#### TASK REQUIREMENTS
From the entries below, please output exactly the lines starting at the one containing "filename crates/core/src/employee/repository.rs" and ending at the one containing "a partial update", both included.
───── MATERIAL PROVIDED ─────
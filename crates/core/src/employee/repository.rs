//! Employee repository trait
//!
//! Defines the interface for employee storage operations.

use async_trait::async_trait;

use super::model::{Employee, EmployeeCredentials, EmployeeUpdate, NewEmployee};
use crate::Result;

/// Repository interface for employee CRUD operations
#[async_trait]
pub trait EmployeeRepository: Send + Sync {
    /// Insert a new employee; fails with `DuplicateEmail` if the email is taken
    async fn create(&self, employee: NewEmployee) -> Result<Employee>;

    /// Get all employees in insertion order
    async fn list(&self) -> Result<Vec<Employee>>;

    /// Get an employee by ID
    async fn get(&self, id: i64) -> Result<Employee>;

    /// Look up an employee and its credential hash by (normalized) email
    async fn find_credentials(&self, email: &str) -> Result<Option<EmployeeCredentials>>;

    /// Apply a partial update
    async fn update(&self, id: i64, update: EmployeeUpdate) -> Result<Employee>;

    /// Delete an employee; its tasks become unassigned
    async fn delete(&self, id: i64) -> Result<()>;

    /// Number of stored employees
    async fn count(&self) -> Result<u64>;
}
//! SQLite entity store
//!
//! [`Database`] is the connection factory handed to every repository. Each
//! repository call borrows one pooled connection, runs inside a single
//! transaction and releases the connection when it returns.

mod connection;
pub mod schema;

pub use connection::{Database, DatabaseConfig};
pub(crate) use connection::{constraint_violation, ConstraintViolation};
─────
───── MATERIAL PROVIDED ─────
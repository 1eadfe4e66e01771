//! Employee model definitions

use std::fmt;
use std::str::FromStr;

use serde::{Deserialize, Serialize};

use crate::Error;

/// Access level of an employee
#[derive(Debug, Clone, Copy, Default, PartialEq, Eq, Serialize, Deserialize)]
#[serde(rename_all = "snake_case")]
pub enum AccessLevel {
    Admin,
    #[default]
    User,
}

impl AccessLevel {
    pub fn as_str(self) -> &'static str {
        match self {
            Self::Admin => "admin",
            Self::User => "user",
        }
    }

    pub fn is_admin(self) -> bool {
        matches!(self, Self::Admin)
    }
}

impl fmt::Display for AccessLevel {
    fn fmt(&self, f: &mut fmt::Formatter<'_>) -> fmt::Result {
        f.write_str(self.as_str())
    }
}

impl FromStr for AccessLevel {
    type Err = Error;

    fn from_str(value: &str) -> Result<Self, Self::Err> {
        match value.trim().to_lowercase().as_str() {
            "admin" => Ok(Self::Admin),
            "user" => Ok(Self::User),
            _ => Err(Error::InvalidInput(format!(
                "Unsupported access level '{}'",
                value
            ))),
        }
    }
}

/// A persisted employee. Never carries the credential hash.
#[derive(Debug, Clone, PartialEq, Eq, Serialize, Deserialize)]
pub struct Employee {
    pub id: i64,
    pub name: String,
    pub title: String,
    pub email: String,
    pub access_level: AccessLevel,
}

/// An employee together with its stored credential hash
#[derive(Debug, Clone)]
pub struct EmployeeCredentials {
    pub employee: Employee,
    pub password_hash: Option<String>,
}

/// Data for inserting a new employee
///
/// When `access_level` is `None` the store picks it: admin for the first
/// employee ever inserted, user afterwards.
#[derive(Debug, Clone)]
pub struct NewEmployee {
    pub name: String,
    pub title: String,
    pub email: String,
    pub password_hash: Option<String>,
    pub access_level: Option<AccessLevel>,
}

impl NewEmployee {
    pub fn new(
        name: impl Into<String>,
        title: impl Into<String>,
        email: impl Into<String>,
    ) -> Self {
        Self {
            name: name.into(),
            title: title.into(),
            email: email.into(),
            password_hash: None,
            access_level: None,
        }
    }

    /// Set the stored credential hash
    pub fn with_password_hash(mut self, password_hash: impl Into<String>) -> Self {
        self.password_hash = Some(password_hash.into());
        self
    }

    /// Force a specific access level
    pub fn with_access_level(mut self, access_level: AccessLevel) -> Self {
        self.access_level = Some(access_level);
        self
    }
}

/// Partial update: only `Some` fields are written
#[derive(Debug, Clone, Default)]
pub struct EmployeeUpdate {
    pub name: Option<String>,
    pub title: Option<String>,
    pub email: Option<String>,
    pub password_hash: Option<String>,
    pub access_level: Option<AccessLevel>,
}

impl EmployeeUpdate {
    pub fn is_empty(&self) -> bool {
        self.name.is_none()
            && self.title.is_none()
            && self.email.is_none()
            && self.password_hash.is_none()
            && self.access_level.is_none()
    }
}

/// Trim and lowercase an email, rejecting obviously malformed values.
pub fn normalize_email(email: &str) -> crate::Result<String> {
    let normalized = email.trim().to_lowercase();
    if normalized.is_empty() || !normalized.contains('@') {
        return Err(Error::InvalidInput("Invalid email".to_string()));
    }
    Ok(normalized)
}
─────
───── MATERIAL PROVIDED ─────
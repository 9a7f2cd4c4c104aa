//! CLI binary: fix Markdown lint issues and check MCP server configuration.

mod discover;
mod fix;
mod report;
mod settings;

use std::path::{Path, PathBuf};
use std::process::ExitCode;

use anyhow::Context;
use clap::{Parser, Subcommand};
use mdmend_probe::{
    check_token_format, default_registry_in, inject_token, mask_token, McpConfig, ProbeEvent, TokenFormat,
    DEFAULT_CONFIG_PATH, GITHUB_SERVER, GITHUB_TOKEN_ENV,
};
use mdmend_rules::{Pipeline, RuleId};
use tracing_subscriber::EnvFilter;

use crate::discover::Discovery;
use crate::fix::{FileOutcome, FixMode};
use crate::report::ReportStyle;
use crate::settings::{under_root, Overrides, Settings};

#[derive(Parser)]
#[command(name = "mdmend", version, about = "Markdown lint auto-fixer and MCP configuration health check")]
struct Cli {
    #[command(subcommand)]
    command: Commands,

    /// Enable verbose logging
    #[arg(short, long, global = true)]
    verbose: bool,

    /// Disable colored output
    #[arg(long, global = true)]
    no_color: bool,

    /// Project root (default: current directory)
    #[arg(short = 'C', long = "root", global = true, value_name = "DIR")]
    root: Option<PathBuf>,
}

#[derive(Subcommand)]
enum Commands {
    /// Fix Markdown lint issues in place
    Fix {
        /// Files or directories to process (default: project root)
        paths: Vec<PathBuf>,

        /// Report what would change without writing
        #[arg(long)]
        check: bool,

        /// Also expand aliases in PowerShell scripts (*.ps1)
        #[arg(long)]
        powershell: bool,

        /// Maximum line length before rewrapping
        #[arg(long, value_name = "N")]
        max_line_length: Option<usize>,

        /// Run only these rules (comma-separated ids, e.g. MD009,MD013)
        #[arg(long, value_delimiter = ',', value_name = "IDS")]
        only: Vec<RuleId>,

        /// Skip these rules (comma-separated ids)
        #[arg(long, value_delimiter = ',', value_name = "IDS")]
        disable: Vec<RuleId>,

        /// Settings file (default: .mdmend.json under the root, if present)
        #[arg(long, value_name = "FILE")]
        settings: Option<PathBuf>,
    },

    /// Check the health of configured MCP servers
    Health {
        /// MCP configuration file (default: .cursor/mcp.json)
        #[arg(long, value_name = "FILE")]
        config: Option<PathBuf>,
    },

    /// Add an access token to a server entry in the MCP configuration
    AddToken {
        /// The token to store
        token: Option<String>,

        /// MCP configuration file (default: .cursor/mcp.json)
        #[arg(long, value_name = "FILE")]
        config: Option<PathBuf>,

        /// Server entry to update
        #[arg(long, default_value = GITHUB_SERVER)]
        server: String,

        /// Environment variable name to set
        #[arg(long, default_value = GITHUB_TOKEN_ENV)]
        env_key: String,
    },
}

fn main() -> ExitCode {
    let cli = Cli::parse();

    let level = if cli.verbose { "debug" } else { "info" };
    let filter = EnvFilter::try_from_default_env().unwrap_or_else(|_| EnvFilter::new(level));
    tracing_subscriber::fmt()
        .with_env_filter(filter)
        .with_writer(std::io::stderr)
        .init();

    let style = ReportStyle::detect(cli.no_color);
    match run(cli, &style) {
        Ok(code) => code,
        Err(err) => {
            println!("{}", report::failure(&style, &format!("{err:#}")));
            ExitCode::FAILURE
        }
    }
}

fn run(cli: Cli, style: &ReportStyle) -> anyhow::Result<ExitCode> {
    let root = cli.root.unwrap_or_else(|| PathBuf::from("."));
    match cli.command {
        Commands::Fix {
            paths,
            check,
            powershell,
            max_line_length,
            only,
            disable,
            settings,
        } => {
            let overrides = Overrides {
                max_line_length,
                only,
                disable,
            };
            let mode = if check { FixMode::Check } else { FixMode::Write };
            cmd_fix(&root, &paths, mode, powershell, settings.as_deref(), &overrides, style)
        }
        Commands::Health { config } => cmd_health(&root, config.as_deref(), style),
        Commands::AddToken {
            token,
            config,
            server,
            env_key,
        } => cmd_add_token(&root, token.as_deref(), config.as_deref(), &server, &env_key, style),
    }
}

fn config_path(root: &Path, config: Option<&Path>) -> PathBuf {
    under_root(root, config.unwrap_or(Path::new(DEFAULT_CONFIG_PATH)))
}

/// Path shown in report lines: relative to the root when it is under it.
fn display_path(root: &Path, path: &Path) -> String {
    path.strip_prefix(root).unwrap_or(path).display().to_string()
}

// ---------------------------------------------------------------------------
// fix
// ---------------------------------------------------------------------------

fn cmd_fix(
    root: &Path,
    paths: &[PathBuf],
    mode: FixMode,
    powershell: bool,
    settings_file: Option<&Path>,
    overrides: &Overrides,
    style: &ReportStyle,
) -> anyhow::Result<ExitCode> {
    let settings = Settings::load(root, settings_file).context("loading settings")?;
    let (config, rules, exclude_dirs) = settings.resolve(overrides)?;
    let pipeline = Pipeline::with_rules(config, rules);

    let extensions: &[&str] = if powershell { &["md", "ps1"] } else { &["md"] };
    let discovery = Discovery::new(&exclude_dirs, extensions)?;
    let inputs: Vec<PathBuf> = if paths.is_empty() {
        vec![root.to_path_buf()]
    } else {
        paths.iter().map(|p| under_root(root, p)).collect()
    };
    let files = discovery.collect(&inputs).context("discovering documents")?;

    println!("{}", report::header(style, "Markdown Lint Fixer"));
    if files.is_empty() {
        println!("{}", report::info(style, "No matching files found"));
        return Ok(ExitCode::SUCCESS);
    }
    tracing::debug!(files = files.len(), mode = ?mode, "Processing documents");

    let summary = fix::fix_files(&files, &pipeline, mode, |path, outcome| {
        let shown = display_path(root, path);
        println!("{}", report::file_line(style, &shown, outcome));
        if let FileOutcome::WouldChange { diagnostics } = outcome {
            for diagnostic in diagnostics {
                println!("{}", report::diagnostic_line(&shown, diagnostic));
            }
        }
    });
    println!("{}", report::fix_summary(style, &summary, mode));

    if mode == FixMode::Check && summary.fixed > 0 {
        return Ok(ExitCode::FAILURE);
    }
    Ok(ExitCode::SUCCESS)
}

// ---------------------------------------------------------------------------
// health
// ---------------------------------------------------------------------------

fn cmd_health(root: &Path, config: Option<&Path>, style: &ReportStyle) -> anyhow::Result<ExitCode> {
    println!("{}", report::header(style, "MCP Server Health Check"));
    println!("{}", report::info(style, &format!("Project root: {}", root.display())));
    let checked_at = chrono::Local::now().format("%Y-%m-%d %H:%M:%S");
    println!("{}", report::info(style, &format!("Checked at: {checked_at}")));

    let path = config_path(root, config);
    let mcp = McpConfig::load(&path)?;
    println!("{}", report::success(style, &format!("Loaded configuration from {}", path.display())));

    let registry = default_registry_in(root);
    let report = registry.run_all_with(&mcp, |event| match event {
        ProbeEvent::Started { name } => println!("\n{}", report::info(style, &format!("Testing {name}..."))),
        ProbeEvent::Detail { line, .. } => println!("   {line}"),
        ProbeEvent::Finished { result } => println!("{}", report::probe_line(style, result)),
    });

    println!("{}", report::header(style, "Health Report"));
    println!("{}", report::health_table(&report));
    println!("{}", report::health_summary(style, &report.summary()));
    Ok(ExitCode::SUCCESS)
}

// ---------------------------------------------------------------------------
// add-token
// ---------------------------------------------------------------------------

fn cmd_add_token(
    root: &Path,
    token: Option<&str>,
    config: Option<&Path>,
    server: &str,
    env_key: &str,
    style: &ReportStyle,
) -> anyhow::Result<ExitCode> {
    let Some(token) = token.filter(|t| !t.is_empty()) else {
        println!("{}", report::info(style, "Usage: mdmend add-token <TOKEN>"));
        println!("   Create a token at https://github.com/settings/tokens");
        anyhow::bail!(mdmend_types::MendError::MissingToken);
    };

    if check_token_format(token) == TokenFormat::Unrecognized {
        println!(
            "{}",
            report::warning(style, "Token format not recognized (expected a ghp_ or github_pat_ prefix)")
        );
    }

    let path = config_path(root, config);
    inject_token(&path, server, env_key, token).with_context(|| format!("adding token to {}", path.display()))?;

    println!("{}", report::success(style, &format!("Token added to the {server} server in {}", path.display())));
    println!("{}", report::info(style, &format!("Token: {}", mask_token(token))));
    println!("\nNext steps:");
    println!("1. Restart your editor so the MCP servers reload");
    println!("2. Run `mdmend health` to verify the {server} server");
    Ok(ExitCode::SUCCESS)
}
─────
#### RESPONSE FOR THIS EXERCISE
filename crates/core/src/employee/repository.rs
//! Employee repository trait
//!
//! Defines the interface for employee storage operations.

use async_trait::async_trait;

use super::model::{Employee, EmployeeCredentials, EmployeeUpdate, NewEmployee};
use crate::Result;

/// Repository interface for employee CRUD operations
#[async_trait]
pub trait EmployeeRepository: Send + Sync {
    /// Insert a new employee; fails with `DuplicateEmail` if the email is taken
    async fn create(&self, employee: NewEmployee) -> Result<Employee>;

    /// Get all employees in insertion order
    async fn list(&self) -> Result<Vec<Employee>>;

    /// Get an employee by ID
    async fn get(&self, id: i64) -> Result<Employee>;

    /// Look up an employee and its credential hash by (normalized) email
    async fn find_credentials(&self, email: &str) -> Result<Option<EmployeeCredentials>>;

    /// Apply a partial update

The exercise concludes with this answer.